▸ **What to do**:
Check the data underneath for lines holding the word "PlotConfig", and state only how many you find.

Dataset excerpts
+ + +

//! Single-panel line/scatter plot.

use crate::config::{PlotConfig, palette_color};
use crate::scale::Extent;
use crate::{Result, validate_samples};
use std::path::Path;
use svgplot_core::fmt::fixed1;
use svgplot_core::{Color, Element};

#[derive(Debug, Clone, Copy, PartialEq, Eq)]
pub enum SeriesKind {
    /// Samples joined by a single path.
    Line,
    /// One marker circle per sample.
    Scatter,
}

#[derive(Debug, Clone, PartialEq)]
pub struct Series {
    pub kind: SeriesKind,
    pub x: Vec<f64>,
    pub y: Vec<f64>,
    pub color: Color,
}

/// A plot area with shared axes. Series are stored as data and only turned into SVG by
/// [`Plot::to_svg`], so every series is mapped with the final limits.
#[derive(Debug, Clone)]
pub struct Plot {
    width: u32,
    height: u32,
    padding: u32,
    config: PlotConfig,
    series: Vec<Series>,
    limits: Option<(Extent, Extent)>,
}

impl Default for Plot {
    fn default() -> Self {
        Self::new(800, 600, 50)
    }
}

/// Pixel mapping for the final limits.
struct Frame {
    width: f64,
    height: f64,
    padding: f64,
    x: Extent,
    y: Extent,
}

impl Frame {
    fn px(&self, x: f64) -> f64 {
        self.padding + self.x.fraction(x) * (self.width - 2.0 * self.padding)
    }

    fn py(&self, y: f64) -> f64 {
        self.height - self.padding - self.y.fraction(y) * (self.height - 2.0 * self.padding)
    }
}

impl Plot {
    pub fn new(width: u32, height: u32, padding: u32) -> Self {
        Self::with_config(width, height, padding, PlotConfig::default())
    }

    pub fn with_config(width: u32, height: u32, padding: u32, config: PlotConfig) -> Self {
        Self {
            width,
            height,
            padding,
            config,
            series: Vec::new(),
            limits: None,
        }
    }

    pub fn config(&self) -> &PlotConfig {
        &self.config
    }

    pub fn series(&self) -> &[Series] {
        &self.series
    }

    /// Data limits `(x, y)` over every series added so far.
    pub fn limits(&self) -> Option<(Extent, Extent)> {
        self.limits
    }

    /// Adds a line series. Without an explicit color the series takes the palette entry at its
    /// own index (not one past it), so the first series is `palette[0]`, blue by default.
    pub fn plot(&mut self, x: &[f64], y: &[f64], color: Option<Color>) -> Result<&mut Self> {
        self.add_series(SeriesKind::Line, x, y, color)
    }

    pub fn scatter(&mut self, x: &[f64], y: &[f64], color: Option<Color>) -> Result<&mut Self> {
        self.add_series(SeriesKind::Scatter, x, y, color)
    }

    fn add_series(
        &mut self,
        kind: SeriesKind,
        x: &[f64],
        y: &[f64],
        color: Option<Color>,
    ) -> Result<&mut Self> {
        validate_samples(x, y)?;

        let (Some(xs), Some(ys)) = (Extent::of(x), Extent::of(y)) else {
            return Err(crate::Error::EmptyData);
        };
        self.limits = Some(match self.limits {
            Some((lx, ly)) => (lx.union(xs), ly.union(ys)),
            None => (xs, ys),
        });

        let color =
            color.unwrap_or_else(|| palette_color(&self.config.palette, self.series.len()));
        tracing::debug!(?kind, len = x.len(), %color, "series added");
        self.series.push(Series {
            kind,
            x: x.to_vec(),
            y: y.to_vec(),
            color,
        });
        Ok(self)
    }

    /// Builds the document: series first, then axes, ticks and tick labels.
    pub fn to_svg(&self) -> Element {
        let mut root = Element::svg();
        root.set_attr("width", self.width)
            .set_attr("height", self.height)
            .set_attr("viewBox", format!("0 0 {} {}", self.width, self.height));

        let area = root.add_child(Element::group());
        let Some((x, y)) = self.limits else {
            tracing::warn!("plot has no data; rendering empty axes");
            self.draw_axis_lines(area);
            return root;
        };

        let frame = Frame {
            width: f64::from(self.width),
            height: f64::from(self.height),
            padding: f64::from(self.padding),
            x: x.widened(),
            y: y.widened(),
        };
        for series in &self.series {
            match series.kind {
                SeriesKind::Line => area.push(self.line_path(&frame, series)),
                SeriesKind::Scatter => area.extend(self.markers(&frame, series)),
            };
        }
        self.draw_axis_lines(area);
        self.draw_ticks(area, &frame);
        root
    }

    fn line_path(&self, frame: &Frame, series: &Series) -> Element {
        let mut path = Element::path();
        for (&x, &y) in series.x.iter().zip(&series.y) {
            path.line_to(frame.px(x), frame.py(y));
        }
        path.set_attr("fill", "none")
            .set_attr("stroke", series.color)
            .set_attr("stroke-width", self.config.line_width);
        path
    }

    fn markers<'a>(
        &'a self,
        frame: &'a Frame,
        series: &'a Series,
    ) -> impl Iterator<Item = Element> + 'a {
        series.x.iter().zip(&series.y).map(move |(&x, &y)| {
            let mut circle = Element::circle(frame.px(x), frame.py(y), self.config.marker_radius);
            circle
                .set_attr("fill", series.color)
                .set_attr("stroke", self.config.marker_stroke)
                .set_attr("stroke-width", 1);
            circle
        })
    }

    fn draw_axis_lines(&self, area: &mut Element) {
        let (w, h, pad) = (
            f64::from(self.width),
            f64::from(self.height),
            f64::from(self.padding),
        );
        let axis = self.config.axis_color;
        area.add_child(Element::line(pad, h - pad, w - pad, h - pad))
            .set_attr("stroke", axis);
        area.add_child(Element::line(pad, pad, pad, h - pad))
            .set_attr("stroke", axis);
    }

    fn draw_ticks(&self, area: &mut Element, frame: &Frame) {
        let n = self.config.tick_count;
        let len = self.config.tick_length;
        let axis = self.config.axis_color;
        let base = frame.height - frame.padding;

        for i in 0..=n {
            let value = frame.x.tick(i, n);
            let px = frame.px(value);
            area.add_child(Element::line(px, base, px, base + len))
                .set_attr("stroke", axis);
            area.add_child(Element::text(px, base + len + 10.0, fixed1(value)))
                .set_attr("text-anchor", "middle")
                .set_attr("font-size", self.config.tick_font_size);
        }

        for i in 0..=n {
            let value = frame.y.tick(i, n);
            let py = frame.py(value);
            area.add_child(Element::line(frame.padding - len, py, frame.padding, py))
                .set_attr("stroke", axis);
            area.add_child(Element::text(frame.padding - 2.0 * len, py, fixed1(value)))
                .set_attr("text-anchor", "end")
                .set_attr("dominant-baseline", "middle")
                .set_attr("font-size", self.config.tick_font_size);
        }
    }

    pub fn to_markup(&self) -> String {
        self.to_svg().to_markup()
    }

    pub fn save(&self, path: impl AsRef<Path>) -> Result<()> {
        let path = path.as_ref();
        self.to_svg().save(path)?;
        tracing::debug!(path = %path.display(), series = self.series.len(), "plot saved");
        Ok(())
    }
}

+ + +

▸ **Expected output**:
5